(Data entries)

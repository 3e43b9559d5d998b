/*
 * Refuse
 * Copyright (C) 2020 Andrew Moffat
 *
 * This program is free software: you can redistribute it and/or modify
 * it under the terms of the GNU Affero General Public License as published by
 * the Free Software Foundation, either version 3 of the License, or
 * (at your option) any later version.
 *
 * This program is distributed in the hope that it will be useful,
 * but WITHOUT ANY WARRANTY; without even the implied warranty of
 * MERCHANTABILITY or FITNESS FOR A PARTICULAR PURPOSE.  See the
 * GNU Affero General Public License for more details.
 *
 * You should have received a copy of the GNU Affero General Public License
 * along with this program.  If not, see <http://www.gnu.org/licenses/>.
 */

//! The path-based filesystem interface.

use crate::attr::{AttrMap, Timestamp};
use crate::err::FuseResult;
use crate::log::FUSEFS_TAG;
use crate::marshal::FileInfo;
use crate::poll::PollHandle;
use bitflags::bitflags;
use log::debug;
use nix::errno::Errno;

bitflags! {
    /// The operations a handler wants wired into the native table.  An
    /// operation left out is reported to the kernel as unimplemented and
    /// its method is never called.
    #[derive(Debug, Clone, Copy, PartialEq, Eq, Hash)]
    pub struct OpSet: u64 {
        const GETATTR = 1 << 0;
        const READLINK = 1 << 1;
        const MKNOD = 1 << 2;
        const MKDIR = 1 << 3;
        const UNLINK = 1 << 4;
        const RMDIR = 1 << 5;
        const SYMLINK = 1 << 6;
        const RENAME = 1 << 7;
        const LINK = 1 << 8;
        const CHMOD = 1 << 9;
        const CHOWN = 1 << 10;
        const TRUNCATE = 1 << 11;
        const OPEN = 1 << 12;
        const READ = 1 << 13;
        const WRITE = 1 << 14;
        const STATFS = 1 << 15;
        const FLUSH = 1 << 16;
        const RELEASE = 1 << 17;
        const FSYNC = 1 << 18;
        const SETXATTR = 1 << 19;
        const GETXATTR = 1 << 20;
        const LISTXATTR = 1 << 21;
        const REMOVEXATTR = 1 << 22;
        const OPENDIR = 1 << 23;
        const READDIR = 1 << 24;
        const RELEASEDIR = 1 << 25;
        const FSYNCDIR = 1 << 26;
        const INIT = 1 << 27;
        const DESTROY = 1 << 28;
        const ACCESS = 1 << 29;
        const CREATE = 1 << 30;
        const LOCK = 1 << 31;
        const UTIMENS = 1 << 32;
        const BMAP = 1 << 33;
        const IOCTL = 1 << 34;
        const POLL = 1 << 35;
    }
}

impl OpSet {
    /// Everything with a useful default.  lock, bmap, ioctl and poll have no
    /// sensible fallback and must be asked for.
    pub fn defaults() -> Self {
        Self::all() - (Self::LOCK | Self::BMAP | Self::IOCTL | Self::POLL)
    }
}

impl Default for OpSet {
    fn default() -> Self {
        Self::defaults()
    }
}

/// The file handle as seen by a handler.
#[derive(Debug)]
pub enum Fh<'a> {
    /// The call isn't about an open file (eg. getattr on a path)
    Absent,
    Handle(u64),
    /// The whole `fuse_file_info`, when mounted with `raw_fi`
    Info(&'a mut FileInfo),
}

impl<'a> Fh<'a> {
    pub fn handle(&self) -> Option<u64> {
        match self {
            Fh::Absent => None,
            Fh::Handle(fh) => Some(*fh),
            Fh::Info(info) => Some(info.fh),
        }
    }
}

/// One readdir result.  `attrs` and `offset` are optional; a non-zero offset
/// makes libfuse resume the next readdir call from it.
#[derive(Debug, Clone, PartialEq)]
pub struct DirEntry {
    pub name: String,
    pub attrs: Option<AttrMap>,
    pub offset: i64,
}

impl DirEntry {
    pub fn new<S: Into<String>>(name: S) -> Self {
        Self {
            name: name.into(),
            attrs: None,
            offset: 0,
        }
    }

    pub fn with_attrs<S: Into<String>>(name: S, attrs: AttrMap, offset: i64) -> Self {
        Self {
            name: name.into(),
            attrs: Some(attrs),
            offset,
        }
    }
}

impl From<&str> for DirEntry {
    fn from(name: &str) -> Self {
        Self::new(name)
    }
}

impl From<String> for DirEntry {
    fn from(name: String) -> Self {
        Self::new(name)
    }
}

pub const S_IFDIR: u32 = 0o040000;

/// A path-based filesystem.  Every method has a default, so an implementor
/// only writes the operations it cares about and still gets a valid,
/// if restricted, filesystem.
///
/// Methods take `&self` because libfuse calls them from many threads at once
/// unless mounted with `nothreads`.  Use interior mutability, and your own
/// locking, for any state.
///
/// Path-less calls (libfuse passing no path for an open file) see `""`.
pub trait Operations: Send + Sync {
    fn supported(&self) -> OpSet {
        OpSet::defaults()
    }

    /// Called once the mount is up.  A failure here can't be reported to
    /// the kernel, so any error ends the session and is returned by `mount`.
    fn init(&self, _path: &str) -> FuseResult<()> {
        Ok(())
    }

    fn destroy(&self, _path: &str) -> FuseResult<()> {
        Ok(())
    }

    fn getattr(&self, path: &str, _fh: Fh<'_>) -> FuseResult<AttrMap> {
        debug!(target: FUSEFS_TAG, "Calling default getattr implementation");
        if path != "/" {
            return Err(Errno::ENOENT.into());
        }
        Ok(AttrMap::new()
            .with("st_mode", S_IFDIR | 0o755)
            .with("st_nlink", 2u32))
    }

    fn readlink(&self, _path: &str) -> FuseResult<Vec<u8>> {
        Err(Errno::ENOENT.into())
    }

    fn mknod(&self, _path: &str, _mode: u32, _dev: u64) -> FuseResult<()> {
        Err(Errno::EROFS.into())
    }

    fn mkdir(&self, _path: &str, _mode: u32) -> FuseResult<()> {
        Err(Errno::EROFS.into())
    }

    fn unlink(&self, _path: &str) -> FuseResult<()> {
        Err(Errno::EROFS.into())
    }

    fn rmdir(&self, _path: &str) -> FuseResult<()> {
        Err(Errno::EROFS.into())
    }

    /// Creates `link` pointing at `target`, as in `ln -s target link`
    fn symlink(&self, _link: &str, _target: &str) -> FuseResult<()> {
        Err(Errno::EROFS.into())
    }

    fn rename(&self, _old: &str, _new: &str) -> FuseResult<()> {
        Err(Errno::EROFS.into())
    }

    /// Creates the hard link `link` to the existing `target`
    fn link(&self, _link: &str, _target: &str) -> FuseResult<()> {
        Err(Errno::EROFS.into())
    }

    fn chmod(&self, _path: &str, _mode: u32) -> FuseResult<()> {
        Err(Errno::EROFS.into())
    }

    /// `None` leaves that id as it is
    fn chown(&self, _path: &str, _uid: Option<u32>, _gid: Option<u32>) -> FuseResult<()> {
        Err(Errno::EROFS.into())
    }

    fn truncate(&self, _path: &str, _length: i64, _fh: Fh<'_>) -> FuseResult<()> {
        Err(Errno::EROFS.into())
    }

    /// Returns the handle to associate with the open file.  In raw mode the
    /// handler may also set `direct_io`, `keep_cache` and `nonseekable`.
    fn open(&self, _path: &str, _info: &mut FileInfo) -> FuseResult<u64> {
        Ok(0)
    }

    /// Returns at most `size` bytes.  Fewer bytes is a short read.
    fn read(&self, _path: &str, _size: usize, _offset: i64, _fh: Fh<'_>) -> FuseResult<Vec<u8>> {
        Err(Errno::EIO.into())
    }

    /// Returns the number of bytes written
    fn write(&self, _path: &str, _data: &[u8], _offset: i64, _fh: Fh<'_>) -> FuseResult<usize> {
        Err(Errno::EROFS.into())
    }

    /// Keys are `statvfs` field names (`f_bsize`, `f_blocks`, ...)
    fn statfs(&self, _path: &str) -> FuseResult<AttrMap> {
        Ok(AttrMap::new())
    }

    fn flush(&self, _path: &str, _fh: Fh<'_>) -> FuseResult<()> {
        Ok(())
    }

    fn release(&self, _path: &str, _fh: Fh<'_>) -> FuseResult<()> {
        Ok(())
    }

    fn fsync(&self, _path: &str, _datasync: bool, _fh: Fh<'_>) -> FuseResult<()> {
        Ok(())
    }

    /// `position` is only ever non-zero on macOS
    fn setxattr(
        &self,
        _path: &str,
        _name: &str,
        _value: &[u8],
        _options: i32,
        _position: u32,
    ) -> FuseResult<()> {
        Err(Errno::ENOTSUP.into())
    }

    fn getxattr(&self, _path: &str, _name: &str, _position: u32) -> FuseResult<Vec<u8>> {
        Err(Errno::ENOTSUP.into())
    }

    fn listxattr(&self, _path: &str) -> FuseResult<Vec<String>> {
        Ok(vec![])
    }

    fn removexattr(&self, _path: &str, _name: &str) -> FuseResult<()> {
        Err(Errno::ENOTSUP.into())
    }

    fn opendir(&self, _path: &str, _info: &mut FileInfo) -> FuseResult<u64> {
        Ok(0)
    }

    fn readdir(&self, _path: &str, _offset: i64, _fh: Fh<'_>) -> FuseResult<Vec<DirEntry>> {
        debug!(target: FUSEFS_TAG, "Calling default readdir implementation");
        Ok(vec![".".into(), "..".into()])
    }

    fn releasedir(&self, _path: &str, _fh: Fh<'_>) -> FuseResult<()> {
        Ok(())
    }

    fn fsyncdir(&self, _path: &str, _datasync: bool, _fh: Fh<'_>) -> FuseResult<()> {
        Ok(())
    }

    fn access(&self, _path: &str, _mask: i32) -> FuseResult<()> {
        Ok(())
    }

    fn create(&self, _path: &str, _mode: u32, _info: &mut FileInfo) -> FuseResult<u64> {
        Ok(0)
    }

    fn lock(&self, _path: &str, _fh: Fh<'_>, _cmd: i32, _lock: &mut libc::flock) -> FuseResult<()> {
        Err(Errno::ENOSYS.into())
    }

    /// `None` means "set both to now"
    fn utimens(&self, _path: &str, _times: Option<(Timestamp, Timestamp)>) -> FuseResult<()> {
        Ok(())
    }

    fn bmap(&self, _path: &str, _blocksize: usize, _idx: u64) -> FuseResult<u64> {
        Err(Errno::ENOSYS.into())
    }

    /// `data` is the in/out buffer, sized from the command number.  `arg` is
    /// the caller's raw argument.
    fn ioctl(
        &self,
        _path: &str,
        _cmd: u32,
        _arg: usize,
        _fh: Fh<'_>,
        _flags: u32,
        _data: &mut [u8],
    ) -> FuseResult<i32> {
        Err(Errno::ENOTTY.into())
    }

    /// Returns the ready events.  `handle` is present when the kernel wants
    /// to be told about readiness later; keep it to notify, drop it to
    /// release it.
    fn poll(&self, _path: &str, _fh: Fh<'_>, _handle: Option<PollHandle>) -> FuseResult<u32> {
        Err(Errno::ENOSYS.into())
    }
}
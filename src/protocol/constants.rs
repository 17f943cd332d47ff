//! Protocol constants shared by the handshake and the session defaults.

use std::time::Duration;

/// Sandbox instance, used unless the main instance is selected.
pub const SANDBOX_URL: &str = "http://sandbox.fluidinfo.com";

/// Main (production) instance.
pub const MAIN_URL: &str = "http://fluiddb.fluidinfo.com";

/// Content type for JSON request bodies.
pub const JSON_CONTENT_TYPE: &str = "application/json";

/// Wait between reconnect attempts.
pub const DEFAULT_RETRY_INTERVAL: Duration = Duration::from_secs(5);

/// Default client name sent in `X-Fluidinfo-Client`.
pub const DEFAULT_CLIENT: &str = "fluidinfo-stream";

/// Default client URL sent in `X-Fluidinfo-Client-URL`.
pub const DEFAULT_CLIENT_URL: &str = "https://github.com/micrypt/fluidinfo-stream";

/// Default user agent.
pub const DEFAULT_USER_AGENT: &str = concat!("fluidinfo-stream/", env!("CARGO_PKG_VERSION"));

/// Header names used on the wire.
pub mod headers {
    use http::HeaderName;

    /// Client name.
    pub static CLIENT: HeaderName = HeaderName::from_static("x-fluidinfo-client");
    /// Client home page.
    pub static CLIENT_URL: HeaderName = HeaderName::from_static("x-fluidinfo-client-url");
    /// Client version.
    pub static VERSION: HeaderName = HeaderName::from_static("x-fluidinfo-version");
    /// Error class attached to rejected responses.
    pub static ERROR_CLASS: HeaderName = HeaderName::from_static("x-fluidinfo-error-class");
    /// Request id attached to every response.
    pub static REQUEST_ID: HeaderName = HeaderName::from_static("x-fluidinfo-request-id");
}
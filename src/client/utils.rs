//! Utility functions for the streaming client.
//!
//! This module provides helper functions for:
//! - Status code classification
//! - Retry delays with exponential backoff

use std::time::Duration;

/// Check if status code indicates access denied
pub fn is_access_denied_status(status: u16) -> bool {
    matches!(status, 401 | 403)
}

/// Exponential backoff delay calculation
///
/// Doubles `base_ms` per attempt; the exponent is capped at 10.
pub fn exponential_backoff(attempt: u32, base_ms: u64) -> Duration {
    let delay_ms = base_ms.saturating_mul(2_u64.pow(attempt.min(10)));
    Duration::from_millis(delay_ms)
}
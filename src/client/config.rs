//! Session configuration.
//!
//! A [`ClientConfig`] is fixed when the client is built. There is no
//! in-place credential rotation; build a new client instead.

use std::fmt;
use std::time::Duration;

use crate::client::utils::exponential_backoff;
use crate::error::ConfigurationError;
use crate::protocol::constants::{
    DEFAULT_CLIENT, DEFAULT_CLIENT_URL, DEFAULT_RETRY_INTERVAL, DEFAULT_USER_AGENT, MAIN_URL,
    SANDBOX_URL,
};

/// Username and password for HTTP Basic authentication.
#[derive(Clone, Default, PartialEq, Eq)]
pub struct Credentials {
    username: String,
    password: String,
}

impl Credentials {
    /// Create credentials from an identity and secret.
    pub fn new(username: impl Into<String>, password: impl Into<String>) -> Self {
        Credentials {
            username: username.into(),
            password: password.into(),
        }
    }

    /// The identity half.
    pub fn username(&self) -> &str {
        &self.username
    }

    pub(crate) fn password(&self) -> &str {
        &self.password
    }

    /// Fails with `MissingCredentials` when either half is empty.
    pub fn validate(&self) -> Result<(), ConfigurationError> {
        if self.username.is_empty() || self.password.is_empty() {
            return Err(ConfigurationError::MissingCredentials);
        }
        Ok(())
    }
}

impl fmt::Debug for Credentials {
    fn fmt(&self, f: &mut fmt::Formatter<'_>) -> fmt::Result {
        f.debug_struct("Credentials")
            .field("username", &self.username)
            .field("password", &"<redacted>")
            .finish()
    }
}

/// Strings identifying this client to the service.
#[derive(Debug, Clone, PartialEq, Eq)]
pub struct ClientIdentity {
    /// Sent as `X-Fluidinfo-Client`.
    pub client: String,
    /// Sent as `X-Fluidinfo-Client-URL`.
    pub client_url: String,
    /// Sent as `X-Fluidinfo-Version`.
    pub version: String,
    /// Sent as `User-Agent`.
    pub user_agent: String,
}

impl Default for ClientIdentity {
    fn default() -> Self {
        ClientIdentity {
            client: DEFAULT_CLIENT.to_string(),
            client_url: DEFAULT_CLIENT_URL.to_string(),
            version: env!("CARGO_PKG_VERSION").to_string(),
            user_agent: DEFAULT_USER_AGENT.to_string(),
        }
    }
}

/// Wait schedule between reconnect attempts.
#[derive(Debug, Clone, Copy, PartialEq, Eq)]
pub enum RetryPolicy {
    /// Same wait before every attempt.
    Fixed(Duration),
    /// Doubling wait starting at `base`, capped at `max`.
    Exponential {
        /// Wait before the first attempt.
        base: Duration,
        /// Upper bound on any single wait.
        max: Duration,
    },
}

impl RetryPolicy {
    /// Wait before reconnect attempt number `attempt` (zero-based).
    pub fn delay(&self, attempt: u32) -> Duration {
        match *self {
            RetryPolicy::Fixed(interval) => interval,
            RetryPolicy::Exponential { base, max } => {
                let base_ms = u64::try_from(base.as_millis()).unwrap_or(u64::MAX);
                exponential_backoff(attempt, base_ms).min(max)
            }
        }
    }
}

impl Default for RetryPolicy {
    fn default() -> Self {
        RetryPolicy::Fixed(DEFAULT_RETRY_INTERVAL)
    }
}

/// Configuration for a [`FluidinfoClient`](crate::client::FluidinfoClient).
#[derive(Debug, Clone)]
pub struct ClientConfig {
    /// Basic-auth credentials, checked before every handshake.
    pub credentials: Credentials,
    /// Base address every stream path is appended to.
    pub base_url: String,
    /// Client identification headers.
    pub identity: ClientIdentity,
    /// Wait schedule for the reconnect loop.
    pub retry: RetryPolicy,
    /// Capacity of the bounded output channel.
    pub channel_capacity: usize,
    /// Dial timeout in milliseconds.
    pub connect_timeout_ms: u64,
    /// Silence on a live stream longer than this counts as a read error.
    pub idle_timeout_ms: Option<u64>,
    /// Lines longer than this are dropped.
    pub max_line_bytes: usize,
    /// Log reconnect failures.
    pub enable_logging: bool,
}

impl ClientConfig {
    /// Sandbox configuration for the given credentials.
    pub fn new(credentials: Credentials) -> Self {
        ClientConfig {
            credentials,
            ..Default::default()
        }
    }

    /// Point at the main instance instead of the sandbox.
    pub fn main_instance(mut self) -> Self {
        self.base_url = MAIN_URL.to_string();
        self
    }

    pub(crate) fn connect_timeout(&self) -> Duration {
        Duration::from_millis(self.connect_timeout_ms)
    }

    pub(crate) fn idle_timeout(&self) -> Option<Duration> {
        self.idle_timeout_ms.map(Duration::from_millis)
    }
}

impl Default for ClientConfig {
    fn default() -> Self {
        ClientConfig {
            credentials: Credentials::default(),
            base_url: SANDBOX_URL.to_string(),
            identity: ClientIdentity::default(),
            retry: RetryPolicy::default(),
            channel_capacity: 100,
            connect_timeout_ms: 10_000,
            idle_timeout_ms: None,
            max_line_bytes: 1024 * 1024,
            enable_logging: true,
        }
    }
}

▶ _Exercise aim_:
Take the entries above and copy out all lines with the string "defaults".

▶ _Answer space_:
    pub fn defaults() -> Self {
        Self::defaults()
        OpSet::defaults()
//! Protocol constants shared by the handshake and the session defaults.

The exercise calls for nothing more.